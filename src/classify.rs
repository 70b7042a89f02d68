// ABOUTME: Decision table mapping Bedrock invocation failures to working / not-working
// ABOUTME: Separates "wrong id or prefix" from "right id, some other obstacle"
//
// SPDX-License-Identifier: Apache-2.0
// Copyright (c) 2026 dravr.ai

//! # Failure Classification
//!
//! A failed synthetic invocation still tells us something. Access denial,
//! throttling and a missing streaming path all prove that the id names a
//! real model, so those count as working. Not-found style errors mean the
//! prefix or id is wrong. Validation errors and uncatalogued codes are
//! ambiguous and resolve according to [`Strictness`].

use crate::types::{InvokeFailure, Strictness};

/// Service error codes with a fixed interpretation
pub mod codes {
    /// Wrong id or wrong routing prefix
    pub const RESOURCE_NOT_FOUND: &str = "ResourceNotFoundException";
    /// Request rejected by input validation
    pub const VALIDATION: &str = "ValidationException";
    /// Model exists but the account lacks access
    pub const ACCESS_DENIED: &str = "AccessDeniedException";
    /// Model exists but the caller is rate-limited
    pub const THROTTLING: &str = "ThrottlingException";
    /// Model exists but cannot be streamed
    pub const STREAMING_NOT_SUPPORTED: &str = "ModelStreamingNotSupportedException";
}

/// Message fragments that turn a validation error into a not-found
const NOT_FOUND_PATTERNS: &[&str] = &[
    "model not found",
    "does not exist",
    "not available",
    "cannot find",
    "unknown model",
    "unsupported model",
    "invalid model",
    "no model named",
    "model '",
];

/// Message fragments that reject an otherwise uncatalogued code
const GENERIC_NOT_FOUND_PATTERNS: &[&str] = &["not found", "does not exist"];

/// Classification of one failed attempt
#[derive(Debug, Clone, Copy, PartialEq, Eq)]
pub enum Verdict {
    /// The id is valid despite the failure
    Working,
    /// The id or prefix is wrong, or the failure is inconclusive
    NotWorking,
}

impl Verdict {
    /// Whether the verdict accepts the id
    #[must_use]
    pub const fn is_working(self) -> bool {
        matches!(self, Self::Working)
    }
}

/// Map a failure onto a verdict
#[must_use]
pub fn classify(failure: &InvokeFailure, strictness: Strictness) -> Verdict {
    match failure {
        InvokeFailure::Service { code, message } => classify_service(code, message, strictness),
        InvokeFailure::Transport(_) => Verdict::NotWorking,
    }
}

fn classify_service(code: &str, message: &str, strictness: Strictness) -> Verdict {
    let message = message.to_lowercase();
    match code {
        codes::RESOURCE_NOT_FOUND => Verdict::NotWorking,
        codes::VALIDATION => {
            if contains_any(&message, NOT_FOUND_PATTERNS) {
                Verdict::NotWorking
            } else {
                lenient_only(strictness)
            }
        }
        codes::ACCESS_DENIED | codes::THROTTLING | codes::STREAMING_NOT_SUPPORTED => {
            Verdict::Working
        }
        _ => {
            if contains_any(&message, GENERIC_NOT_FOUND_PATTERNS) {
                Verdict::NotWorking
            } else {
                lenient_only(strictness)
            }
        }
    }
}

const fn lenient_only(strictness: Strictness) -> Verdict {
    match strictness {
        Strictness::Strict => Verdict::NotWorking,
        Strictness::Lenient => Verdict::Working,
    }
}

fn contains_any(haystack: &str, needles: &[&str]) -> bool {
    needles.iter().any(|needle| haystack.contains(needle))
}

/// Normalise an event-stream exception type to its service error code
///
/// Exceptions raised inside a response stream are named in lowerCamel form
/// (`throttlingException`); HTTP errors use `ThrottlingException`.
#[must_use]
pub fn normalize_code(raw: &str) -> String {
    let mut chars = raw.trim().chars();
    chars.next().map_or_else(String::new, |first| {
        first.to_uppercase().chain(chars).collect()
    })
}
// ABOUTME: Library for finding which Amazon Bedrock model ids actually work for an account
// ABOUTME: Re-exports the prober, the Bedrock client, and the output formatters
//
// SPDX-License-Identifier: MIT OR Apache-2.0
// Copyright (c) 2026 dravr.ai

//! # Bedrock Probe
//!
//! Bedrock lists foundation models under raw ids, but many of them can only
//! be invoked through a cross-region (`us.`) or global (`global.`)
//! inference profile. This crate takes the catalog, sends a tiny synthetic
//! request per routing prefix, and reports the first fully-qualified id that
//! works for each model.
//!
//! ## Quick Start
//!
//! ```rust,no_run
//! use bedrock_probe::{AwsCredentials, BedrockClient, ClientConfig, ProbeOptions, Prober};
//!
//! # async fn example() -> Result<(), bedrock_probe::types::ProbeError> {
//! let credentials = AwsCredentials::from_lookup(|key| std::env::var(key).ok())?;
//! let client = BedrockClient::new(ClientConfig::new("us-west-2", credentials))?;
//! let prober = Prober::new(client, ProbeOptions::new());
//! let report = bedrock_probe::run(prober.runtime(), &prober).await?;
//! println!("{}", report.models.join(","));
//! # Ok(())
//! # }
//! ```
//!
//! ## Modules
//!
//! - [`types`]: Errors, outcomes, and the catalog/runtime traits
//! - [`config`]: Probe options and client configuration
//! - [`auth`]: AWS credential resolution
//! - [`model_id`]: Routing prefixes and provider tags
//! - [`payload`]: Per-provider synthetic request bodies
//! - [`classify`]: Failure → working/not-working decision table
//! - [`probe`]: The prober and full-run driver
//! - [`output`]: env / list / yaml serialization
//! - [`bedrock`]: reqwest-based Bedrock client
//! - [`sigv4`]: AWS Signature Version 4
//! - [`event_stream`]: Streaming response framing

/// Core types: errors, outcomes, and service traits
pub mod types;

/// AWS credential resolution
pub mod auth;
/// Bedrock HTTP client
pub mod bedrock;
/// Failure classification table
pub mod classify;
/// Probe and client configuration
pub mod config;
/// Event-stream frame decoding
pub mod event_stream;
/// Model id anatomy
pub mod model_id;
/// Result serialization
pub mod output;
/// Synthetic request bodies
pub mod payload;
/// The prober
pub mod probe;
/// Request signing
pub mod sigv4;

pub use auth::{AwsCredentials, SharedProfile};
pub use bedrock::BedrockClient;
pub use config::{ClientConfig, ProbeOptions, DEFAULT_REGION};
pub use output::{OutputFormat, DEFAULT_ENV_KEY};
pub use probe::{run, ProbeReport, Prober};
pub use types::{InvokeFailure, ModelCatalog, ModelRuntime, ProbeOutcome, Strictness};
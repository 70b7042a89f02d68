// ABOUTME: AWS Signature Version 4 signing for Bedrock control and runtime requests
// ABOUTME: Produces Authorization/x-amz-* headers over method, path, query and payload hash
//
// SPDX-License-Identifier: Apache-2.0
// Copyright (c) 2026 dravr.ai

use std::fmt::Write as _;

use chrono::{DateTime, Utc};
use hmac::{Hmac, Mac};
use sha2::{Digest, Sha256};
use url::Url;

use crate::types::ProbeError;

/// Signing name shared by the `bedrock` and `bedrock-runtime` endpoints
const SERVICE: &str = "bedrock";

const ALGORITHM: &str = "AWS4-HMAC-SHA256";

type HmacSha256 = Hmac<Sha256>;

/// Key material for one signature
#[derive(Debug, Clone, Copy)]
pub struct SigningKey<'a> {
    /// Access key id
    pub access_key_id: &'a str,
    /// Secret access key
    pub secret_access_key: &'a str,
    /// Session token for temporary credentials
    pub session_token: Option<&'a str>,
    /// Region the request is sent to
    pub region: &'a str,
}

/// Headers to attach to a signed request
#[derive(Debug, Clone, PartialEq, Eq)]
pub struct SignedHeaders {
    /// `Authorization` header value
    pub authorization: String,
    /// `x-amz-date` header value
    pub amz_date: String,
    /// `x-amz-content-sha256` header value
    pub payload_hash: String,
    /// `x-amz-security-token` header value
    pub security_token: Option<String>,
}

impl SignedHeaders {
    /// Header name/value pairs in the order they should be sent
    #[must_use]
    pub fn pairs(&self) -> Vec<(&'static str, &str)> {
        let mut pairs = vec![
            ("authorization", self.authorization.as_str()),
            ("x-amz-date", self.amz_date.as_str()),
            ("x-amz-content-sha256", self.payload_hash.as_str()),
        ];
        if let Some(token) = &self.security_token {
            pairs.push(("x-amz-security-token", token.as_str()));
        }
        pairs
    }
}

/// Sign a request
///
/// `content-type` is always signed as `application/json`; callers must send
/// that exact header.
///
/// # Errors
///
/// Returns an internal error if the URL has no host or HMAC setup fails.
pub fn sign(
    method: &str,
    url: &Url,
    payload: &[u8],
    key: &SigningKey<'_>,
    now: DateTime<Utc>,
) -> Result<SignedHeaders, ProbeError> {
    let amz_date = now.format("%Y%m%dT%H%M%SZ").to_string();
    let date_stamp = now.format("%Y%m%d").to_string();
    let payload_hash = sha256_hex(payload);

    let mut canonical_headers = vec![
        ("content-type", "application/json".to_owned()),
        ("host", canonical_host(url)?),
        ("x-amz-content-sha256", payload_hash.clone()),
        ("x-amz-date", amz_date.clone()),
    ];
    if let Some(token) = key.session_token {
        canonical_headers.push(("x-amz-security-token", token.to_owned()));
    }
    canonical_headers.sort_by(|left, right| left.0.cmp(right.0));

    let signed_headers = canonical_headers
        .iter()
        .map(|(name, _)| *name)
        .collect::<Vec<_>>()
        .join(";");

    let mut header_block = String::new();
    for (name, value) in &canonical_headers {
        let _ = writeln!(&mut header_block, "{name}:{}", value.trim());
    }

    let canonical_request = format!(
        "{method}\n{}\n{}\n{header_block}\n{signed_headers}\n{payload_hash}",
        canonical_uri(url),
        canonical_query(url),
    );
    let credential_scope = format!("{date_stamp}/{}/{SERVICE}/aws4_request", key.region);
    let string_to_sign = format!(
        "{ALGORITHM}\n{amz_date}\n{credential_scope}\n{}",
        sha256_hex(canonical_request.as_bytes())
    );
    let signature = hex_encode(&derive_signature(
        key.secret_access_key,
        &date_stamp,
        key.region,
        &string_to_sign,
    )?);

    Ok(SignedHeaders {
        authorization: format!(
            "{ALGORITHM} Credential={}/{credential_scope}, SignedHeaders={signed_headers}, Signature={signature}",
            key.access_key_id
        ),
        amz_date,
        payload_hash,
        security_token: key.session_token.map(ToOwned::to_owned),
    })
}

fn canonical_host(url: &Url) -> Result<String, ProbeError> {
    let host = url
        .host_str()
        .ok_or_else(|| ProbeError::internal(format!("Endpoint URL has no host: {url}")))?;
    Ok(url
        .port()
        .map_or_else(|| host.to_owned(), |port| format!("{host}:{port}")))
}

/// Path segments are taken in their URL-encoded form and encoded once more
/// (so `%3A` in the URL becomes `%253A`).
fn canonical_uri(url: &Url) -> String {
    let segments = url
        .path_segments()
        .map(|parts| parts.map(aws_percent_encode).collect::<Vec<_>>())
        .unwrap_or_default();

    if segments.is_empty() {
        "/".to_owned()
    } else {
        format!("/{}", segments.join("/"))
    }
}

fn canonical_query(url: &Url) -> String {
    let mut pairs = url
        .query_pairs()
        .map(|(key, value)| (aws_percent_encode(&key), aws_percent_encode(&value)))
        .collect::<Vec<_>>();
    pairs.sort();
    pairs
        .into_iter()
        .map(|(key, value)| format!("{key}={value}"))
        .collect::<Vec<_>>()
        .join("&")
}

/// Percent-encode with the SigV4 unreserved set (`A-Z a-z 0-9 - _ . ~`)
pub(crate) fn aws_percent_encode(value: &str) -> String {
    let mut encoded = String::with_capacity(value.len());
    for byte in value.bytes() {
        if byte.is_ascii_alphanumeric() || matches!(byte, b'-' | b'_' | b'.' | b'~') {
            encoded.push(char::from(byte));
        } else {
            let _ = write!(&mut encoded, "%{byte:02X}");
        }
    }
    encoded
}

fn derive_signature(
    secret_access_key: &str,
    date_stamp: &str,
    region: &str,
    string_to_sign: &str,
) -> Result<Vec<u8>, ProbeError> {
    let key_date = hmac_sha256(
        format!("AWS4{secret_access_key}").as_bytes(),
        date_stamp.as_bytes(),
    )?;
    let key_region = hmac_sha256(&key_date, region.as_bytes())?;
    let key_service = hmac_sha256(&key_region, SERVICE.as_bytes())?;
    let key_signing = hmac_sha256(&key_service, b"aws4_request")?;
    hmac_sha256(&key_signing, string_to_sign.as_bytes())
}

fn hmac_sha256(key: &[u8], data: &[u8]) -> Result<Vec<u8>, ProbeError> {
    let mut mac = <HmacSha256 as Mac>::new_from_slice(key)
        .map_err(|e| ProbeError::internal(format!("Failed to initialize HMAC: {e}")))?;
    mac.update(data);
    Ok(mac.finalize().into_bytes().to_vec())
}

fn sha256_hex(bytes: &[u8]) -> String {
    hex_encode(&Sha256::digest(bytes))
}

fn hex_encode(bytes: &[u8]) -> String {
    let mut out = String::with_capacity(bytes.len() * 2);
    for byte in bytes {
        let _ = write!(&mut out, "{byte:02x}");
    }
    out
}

======

*Problem requirements*: All that is wanted is the stretch of lines above from the one containing "its service error code" through the one containing "for an account", duplicated exactly.

*Written answer*:
/// Normalise an event-stream exception type to its service error code
///
/// Exceptions raised inside a response stream are named in lowerCamel form
/// (`throttlingException`); HTTP errors use `ThrottlingException`.
#[must_use]
pub fn normalize_code(raw: &str) -> String {
    let mut chars = raw.trim().chars();
    chars.next().map_or_else(String::new, |first| {
        first.to_uppercase().chain(chars).collect()
    })
}
// ABOUTME: Library for finding which Amazon Bedrock model ids actually work for an account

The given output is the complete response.